The evidence takes an overview of the central issue of rent. Based on research by Capital Economics, it concludes that the current policy of rent reductions is unsustainable, that the single national policy for rent should be replaced by regional assessments, that the future policy of rent increases is only sustainable if there are corresponding increases in benefits, and that investment has become far too dependent on rent surpluses, there must be a resumption in grant for social housing if we want to build much more.

The core of SHOUT’s case remains the economic assessment undertaken by Capital Economics which showed that a programme of 100,000 extra social rent homes a year is not only feasible but would be an econnomically sound long-term choice for the country to make. It is also probably the only policy that woul make it possible for the government to achieve its stated goal of building 300,000 new homes a year by the mid-2020s.

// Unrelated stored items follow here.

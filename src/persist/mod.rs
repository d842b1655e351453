//! Saving and loading level art
//!
//! - `record` - one canvas as a binary record with a PNG payload
//! - `level_file` - the three layers of a level in one compressed file

mod level_file;
mod record;

use std::fs;
use std::path::Path;

pub use level_file::{
    level_art_from_bytes, level_art_to_bytes, level_art_to_compressed, load_level_art,
    save_level_art, LEVEL_ART_MAGIC, LEVEL_ART_VERSION,
};
pub use record::{decode_png, encode_png, read_canvas, write_canvas, ByteReader};

use crate::raster::PixelBuffer;

/// Error type for level-art persistence
#[derive(Debug, thiserror::Error)]
pub enum PersistError {
    #[error("IO error: {0}")]
    Io(#[from] std::io::Error),
    #[error("image error: {0}")]
    Image(#[from] image::ImageError),
    #[error("brotli error: {0}")]
    Compression(String),
    #[error("unexpected end of data at byte {offset} (needed {needed} more)")]
    Truncated { offset: usize, needed: usize },
    #[error("not a level art file")]
    BadMagic,
    #[error("unsupported level art version {0}")]
    UnsupportedVersion(u32),
    #[error("image is {found:?}, record says {expected:?}")]
    DimensionMismatch {
        expected: (usize, usize),
        found: (usize, usize),
    },
    #[error("invalid record: {0}")]
    Invalid(String),
}

/// Read a PNG file for pasting onto a canvas
pub fn import_png<P: AsRef<Path>>(path: P) -> Result<PixelBuffer, PersistError> {
    decode_png(&fs::read(path)?)
}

Capital Economics’ main findings included:

  • in almost all parts of the country, the cost to the welfare system of supporting low income households in private rented housing (and, to a very considerable extent, in homes at Affordable Rent) is greater than supporting equivalent households in homes at social rent;
  • the decline in the stock of social rent homes, and rising private rents, means that the cost to the welfare system arising from the housing costs of low income households has increased very fast in recent years: it has nearly doubled in real terms in the last 10 years, and now accounts for over 37 per cent of housing benefit spend;
  • if this trend were to continue, expenditure on housing benefit would increase, by the end of the OBR’s long-term forecast period in 2065-66, to £197.3bn in nominal terms, or nearly £62bn a year at today’s prices, with the private sector component more than quadrupling, to £38bn at today’s prices;
  • set against the significant risk to fiscal sustainability of carrying on with current policy, a policy of resuming the development of homes for genuinely affordable rent at scale “is fiscally sustainable and economically efficient.”  It would bring about “a sustained structural improvement to public sector finances – by reducing spending on welfare payments and stimulating higher tax receipts.”  Other things being equal, public borrowing would be 0.5 per cent of GDP lower by 2065-66, and the stock of public debt 5.2 per cent of GDP lower;
  • if the increased investment in new homes were scored as public expenditure, the proposed policy would initially, of course, lead to an increase in public spending and borrowing, as the up-front investment in new housing would be greater than the welfare savings achieved early in the policy. However, the report (written in 2015) notes that the impact would be very modest (peaking at 0.13% of GDP in 2020-21).
  • opinion in the markets would be very sympathetic to investment in tradeable and income-generating assets which would help address the longstanding economic risks caused by inadequate volumes of housing development, and there are ways the Government could support investment without it scoring in the public spending totals (to which we return below);
  • the estimates of benefits and costs in the core analysis is very cautious, limited to the direct cost of building new homes, welfare savings and increased tax receipts from higher construction activity.  However, there would be significant additional socio-economic benefits in terms of health, wellbeing and education.
  • In a subsequent report, Capital Economics concluded that the analysis remained  robust whatever the outcome of Brexit fiasco.

The evidence also makes the case strongly for a policy of protecting the existing stock of social rented housing and ending the practice of running it down through right to buy, ‘conversions’ to so-called affordable rent, ill-considered estate regeneration and unjustified market sales to generate finance for new build.

Finally, the evidence calls for a range of new policies, including:

  • to resume security of tenure with a clear framework of rights and responsibilities
  • to strengthen consumer regulation
  • to further devolve housing responsibilities, and
  • to greatly strength the voice of tenants in relation to both policy and management.